Simulated Author's Rebuttal

2 responses · 1 unresolved

We thank the referee for the thoughtful and constructive review. We agree that the case study section would be strengthened by adding quantitative metrics for complementarity and that the abstract and framework descriptions should clarify the illustrative scope of the case study rather than implying full verification of predictive utility. We will revise the manuscript accordingly to address these concerns while preserving the core contribution of the reproducible multi-profile framework. Our point-by-point responses follow.

read point-by-point responses

Referee: [Case Study] Case Study section: The assertion that the case study verifies the framework and shows complementary signals is unsupported by evidence. No quantitative metrics, baseline comparisons, statistical tests, or details on how complementarity was measured (e.g., correlation coefficients or overlap statistics) are supplied; the claim reduces to internal diversity of top-k lists without external grounding.

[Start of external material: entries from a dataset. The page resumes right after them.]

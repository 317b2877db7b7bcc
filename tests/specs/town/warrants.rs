//! Warrant lifecycle specs (pure filesystem, no external binaries).

use crate::prelude::*;

#[test]
fn file_list_execute_round_trip() {
    let town = make_town();

    cli()
        .args(&[
            "warrant",
            "file",
            "gastown/polecats/nux",
            "--reason",
            "stuck in a loop",
        ])
        .town(&town)
        .passes()
        .stdout_has("filed warrant");

    cli()
        .args(&["warrant", "list"])
        .town(&town)
        .passes()
        .stdout_has("gastown/polecats/nux")
        .stdout_has("stuck in a loop")
        .stdout_has("pending");

    // No session exists for the target; execution still completes.
    cli()
        .args(&["warrant", "execute", "gastown/polecats/nux"])
        .town(&town)
        .passes()
        .stdout_has("executed warrant");

    // Executed warrants leave the default listing but survive --all.
    cli()
        .args(&["warrant", "list"])
        .town(&town)
        .passes()
        .stdout_has("no warrants");
    cli()
        .args(&["warrant", "list", "--all"])
        .town(&town)
        .passes()
        .stdout_has("executed");
}

#[test]
fn duplicate_pending_warrant_is_refused() {
    let town = make_town();
    cli()
        .args(&["warrant", "file", "mayor", "--reason", "coup"])
        .town(&town)
        .passes();
    cli()
        .args(&["warrant", "file", "mayor", "--reason", "another coup"])
        .town(&town)
        .fails()
        .stderr_has("already filed");
}

#[test]
fn executing_an_unfiled_warrant_fails() {
    let town = make_town();
    cli()
        .args(&["warrant", "execute", "gastown/witness"])
        .town(&town)
        .fails()
        .stderr_has("not found");
}

#[test]
fn warrant_record_is_json_on_disk() {
    let town = make_town();
    cli()
        .args(&["warrant", "file", "deacon", "--reason", "asleep"])
        .town(&town)
        .passes();

    let path = town.root().join("warrants/deacon.warrant.json");
    let content = std::fs::read_to_string(path).unwrap();
    let value: serde_json::Value = serde_json::from_str(&content).unwrap();
    assert_eq!(value["target"], "deacon");
    assert_eq!(value["reason"], "asleep");
    assert_eq!(value["executed"], false);
    assert_eq!(value["filed_by"], "mayor");
}
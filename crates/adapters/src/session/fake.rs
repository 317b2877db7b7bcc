// SPDX-License-Identifier: BUSL-1.1
// Copyright (c) 2026 Alfred Jean LLC

//! Fake session adapter for testing
#![cfg_attr(coverage_nightly, coverage(off))]

use super::{RuntimeConfig, SessionError, SessionInfo, Sessions};
use async_trait::async_trait;
use parking_lot::Mutex;
use std::collections::HashMap;
use std::path::{Path, PathBuf};
use std::sync::Arc;
use std::time::Duration;

/// Recorded session call
#[derive(Debug, Clone)]
pub enum SessionCall {
    HasSession { name: String },
    Spawn {
        name: String,
        cwd: PathBuf,
        cmd: String,
        env: Vec<(String, String)>,
    },
    Kill { name: String },
    Nudge { target: String, text: String },
    WaitForIdle { name: String },
    WaitForReady { name: String },
    AcceptBypass { name: String },
}

/// Fake session state
#[derive(Debug, Clone)]
pub struct FakeSession {
    pub name: String,
    pub cwd: PathBuf,
    pub cmd: String,
    pub env: Vec<(String, String)>,
    pub pane: Vec<String>,
    pub alive: bool,
    pub created_unix: i64,
    pub idle: bool,
    pub agent_running: bool,
}

struct FakeSessionsState {
    sessions: HashMap<String, FakeSession>,
    calls: Vec<SessionCall>,
    server_up: bool,
    now_unix: i64,
}

/// Fake session adapter for testing
#[derive(Clone)]
pub struct FakeSessions {
    inner: Arc<Mutex<FakeSessionsState>>,
}

impl Default for FakeSessions {
    fn default() -> Self {
        Self {
            inner: Arc::new(Mutex::new(FakeSessionsState {
                sessions: HashMap::new(),
                calls: Vec::new(),
                server_up: true,
                now_unix: 1_700_000_000,
            })),
        }
    }
}

impl FakeSessions {
    pub fn new() -> Self {
        Self::default()
    }

    /// Get all recorded calls
    pub fn calls(&self) -> Vec<SessionCall> {
        self.inner.lock().calls.clone()
    }

    /// Nudge texts delivered to a target, in order.
    pub fn nudges_for(&self, target: &str) -> Vec<String> {
        self.inner
            .lock()
            .calls
            .iter()
            .filter_map(|c| match c {
                SessionCall::Nudge { target: t, text } if t == target => Some(text.clone()),
                _ => None,
            })
            .collect()
    }

    pub fn get_session(&self, name: &str) -> Option<FakeSession> {
        self.inner.lock().sessions.get(name).cloned()
    }

    /// Add a pre-existing session (for liveness checks).
    pub fn add_session(&self, name: &str, alive: bool) {
        let now = self.inner.lock().now_unix;
        self.add_session_created(name, alive, now);
    }

    /// Add a session with an explicit creation time.
    pub fn add_session_created(&self, name: &str, alive: bool, created_unix: i64) {
        self.inner.lock().sessions.insert(
            name.to_string(),
            FakeSession {
                name: name.to_string(),
                cwd: PathBuf::new(),
                cmd: String::new(),
                env: Vec::new(),
                pane: Vec::new(),
                alive,
                created_unix,
                idle: true,
                agent_running: alive,
            },
        );
    }

    pub fn set_pane(&self, name: &str, lines: Vec<String>) {
        if let Some(session) = self.inner.lock().sessions.get_mut(name) {
            session.pane = lines;
        }
    }

    pub fn set_idle(&self, name: &str, idle: bool) {
        if let Some(session) = self.inner.lock().sessions.get_mut(name) {
            session.idle = idle;
        }
    }

    pub fn set_agent_running(&self, name: &str, running: bool) {
        if let Some(session) = self.inner.lock().sessions.get_mut(name) {
            session.agent_running = running;
        }
    }

    /// Simulate the tmux server being down.
    pub fn stop_server(&self) {
        let mut inner = self.inner.lock();
        inner.server_up = false;
        inner.sessions.clear();
    }

    /// Advance the fake clock used for session creation times.
    pub fn advance_clock(&self, secs: i64) {
        self.inner.lock().now_unix += secs;
    }

    pub fn now_unix(&self) -> i64 {
        self.inner.lock().now_unix
    }

    fn check_server(&self) -> Result<(), SessionError> {
        if self.inner.lock().server_up {
            Ok(())
        } else {
            Err(SessionError::NoServer)
        }
    }
}

#[async_trait]
impl Sessions for FakeSessions {
    async fn has_session(&self, name: &str) -> Result<bool, SessionError> {
        self.check_server()?;
        let mut inner = self.inner.lock();
        inner.calls.push(SessionCall::HasSession {
            name: name.to_string(),
        });
        Ok(inner.sessions.get(name).map(|s| s.alive).unwrap_or(false))
    }

    async fn new_session_with_command(
        &self,
        name: &str,
        cwd: &Path,
        cmd: &str,
        env: &[(String, String)],
    ) -> Result<(), SessionError> {
        self.check_server()?;
        let mut inner = self.inner.lock();
        inner.calls.push(SessionCall::Spawn {
            name: name.to_string(),
            cwd: cwd.to_path_buf(),
            cmd: cmd.to_string(),
            env: env.to_vec(),
        });
        let created_unix = inner.now_unix;
        inner.sessions.insert(
            name.to_string(),
            FakeSession {
                name: name.to_string(),
                cwd: cwd.to_path_buf(),
                cmd: cmd.to_string(),
                env: env.to_vec(),
                pane: Vec::new(),
                alive: true,
                created_unix,
                idle: true,
                agent_running: true,
            },
        );
        Ok(())
    }

    async fn kill_session(&self, name: &str) -> Result<(), SessionError> {
        self.check_server()?;
        let mut inner = self.inner.lock();
        inner.calls.push(SessionCall::Kill {
            name: name.to_string(),
        });
        if let Some(session) = inner.sessions.get_mut(name) {
            session.alive = false;
            session.agent_running = false;
        }
        Ok(())
    }

    async fn list_sessions(&self) -> Result<Vec<SessionInfo>, SessionError> {
        if !self.inner.lock().server_up {
            return Ok(Vec::new());
        }
        let inner = self.inner.lock();
        let mut sessions: Vec<SessionInfo> = inner
            .sessions
            .values()
            .filter(|s| s.alive)
            .map(|s| SessionInfo {
                name: s.name.clone(),
                created_unix: s.created_unix,
            })
            .collect();
        sessions.sort_by(|a, b| a.name.cmp(&b.name));
        Ok(sessions)
    }

    async fn created_unix(&self, name: &str) -> Result<i64, SessionError> {
        self.check_server()?;
        let inner = self.inner.lock();
        inner
            .sessions
            .get(name)
            .filter(|s| s.alive)
            .map(|s| s.created_unix)
            .ok_or_else(|| SessionError::NotFound(name.to_string()))
    }

    async fn nudge_session(&self, name: &str, text: &str) -> Result<(), SessionError> {
        self.nudge_pane(name, text).await
    }

    async fn nudge_pane(&self, pane: &str, text: &str) -> Result<(), SessionError> {
        self.check_server()?;
        let mut inner = self.inner.lock();
        inner.calls.push(SessionCall::Nudge {
            target: pane.to_string(),
            text: text.to_string(),
        });
        match inner.sessions.get_mut(pane) {
            Some(session) if session.alive => {
                session.pane.push(text.to_string());
                Ok(())
            }
            _ => Err(SessionError::NotFound(pane.to_string())),
        }
    }

    async fn capture_pane(&self, name: &str, lines: u32) -> Result<String, SessionError> {
        self.check_server()?;
        let inner = self.inner.lock();
        match inner.sessions.get(name) {
            Some(session) if session.alive => {
                let start = session.pane.len().saturating_sub(lines as usize);
                Ok(session.pane[start..].join("\n"))
            }
            _ => Err(SessionError::NotFound(name.to_string())),
        }
    }

    async fn wait_for_idle(
        &self,
        name: &str,
        _timeout: Duration,
    ) -> Result<bool, SessionError> {
        self.check_server()?;
        let mut inner = self.inner.lock();
        inner.calls.push(SessionCall::WaitForIdle {
            name: name.to_string(),
        });
        match inner.sessions.get(name) {
            Some(session) if session.alive => Ok(session.idle),
            _ => Err(SessionError::NotFound(name.to_string())),
        }
    }

    async fn wait_for_runtime_ready(
        &self,
        name: &str,
        _runtime: &RuntimeConfig,
        _timeout: Duration,
    ) -> Result<(), SessionError> {
        self.check_server()?;
        let mut inner = self.inner.lock();
        inner.calls.push(SessionCall::WaitForReady {
            name: name.to_string(),
        });
        match inner.sessions.get(name) {
            Some(session) if session.alive && session.agent_running => Ok(()),
            Some(_) => Err(SessionError::Timeout(format!("agent process in {name}"))),
            None => Err(SessionError::NotFound(name.to_string())),
        }
    }

    async fn is_agent_running(
        &self,
        name: &str,
        _process_name: &str,
    ) -> Result<bool, SessionError> {
        self.check_server()?;
        let inner = self.inner.lock();
        Ok(inner
            .sessions
            .get(name)
            .map(|s| s.alive && s.agent_running)
            .unwrap_or(false))
    }

    async fn accept_bypass_permissions_warning(
        &self,
        name: &str,
    ) -> Result<(), SessionError> {
        self.check_server()?;
        let mut inner = self.inner.lock();
        inner.calls.push(SessionCall::AcceptBypass {
            name: name.to_string(),
        });
        if !inner.sessions.contains_key(name) {
            return Err(SessionError::NotFound(name.to_string()));
        }
        Ok(())
    }

    async fn get_environment(
        &self,
        name: &str,
        key: &str,
    ) -> Result<Option<String>, SessionError> {
        self.check_server()?;
        let inner = self.inner.lock();
        match inner.sessions.get(name) {
            Some(session) if session.alive => Ok(session
                .env
                .iter()
                .find(|(k, _)| k == key)
                .map(|(_, v)| v.clone())),
            _ => Err(SessionError::NotFound(name.to_string())),
        }
    }
}

#[cfg(test)]
#[path = "fake_tests.rs"]
mod tests;
// SPDX-License-Identifier: BUSL-1.1
// Copyright (c) 2026 Alfred Jean LLC

//! Polecat name allocation.
//!
//! Names come from a fixed wasteland pool and must be unique among
//! currently-live polecats in the rig (live tracker record or live tmux
//! session). Recycling happens naturally once a polecat is nuked and
//! both records are gone.

use std::collections::HashSet;

/// The name pool, in allocation order.
pub const NAME_POOL: &[&str] = &[
    "nux", "slit", "rictus", "furiosa", "capable", "toast", "cheedo", "dag", "angharad",
    "dementus", "scrotus", "morsov", "ace", "valkyrie", "keeper", "glory", "corpus",
    "praetorian", "buzzard", "jackal",
];

/// Pick the first pool name not in use; once the pool is exhausted,
/// suffix with a round number (`nux-2`, `nux-3`, ...).
pub fn allocate(in_use: &HashSet<String>) -> String {
    for name in NAME_POOL {
        if !in_use.contains(*name) {
            return (*name).to_string();
        }
    }
    for round in 2.. {
        for name in NAME_POOL {
            let candidate = format!("{}-{}", name, round);
            if !in_use.contains(&candidate) {
                return candidate;
            }
        }
    }
    unreachable!("name pool rounds are unbounded")
}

Authors: We acknowledge that the current presentation in the case study relies primarily on descriptive examples of differing top-k lists across the four indicators without formal quantitative support. We will revise the section to include explicit metrics such as average Jaccard overlap between top-20 recommendation sets from each indicator pair, Kendall tau rank correlations between the underlying similarity scores, and a comparison against a single aggregated researcher profile as a baseline. These additions will provide measurable evidence of complementarity. We note, however, that the case study is designed to demonstrate the framework's application and output diversity on real institutional data rather than to establish external predictive validity, which would require ground-truth outcomes. revision: yes
Referee: [Framework and Abstract] Framework and Abstract: The core matching step relies on the unvalidated assumption that cosine similarity between word-embedding vectors of publication sets and funding-call text reliably indicates suitability. No domain-specific fine-tuning, human-rated match validation, or precision@K against known outcomes is reported, rendering the verification circular (indicator diversity does not establish predictive utility).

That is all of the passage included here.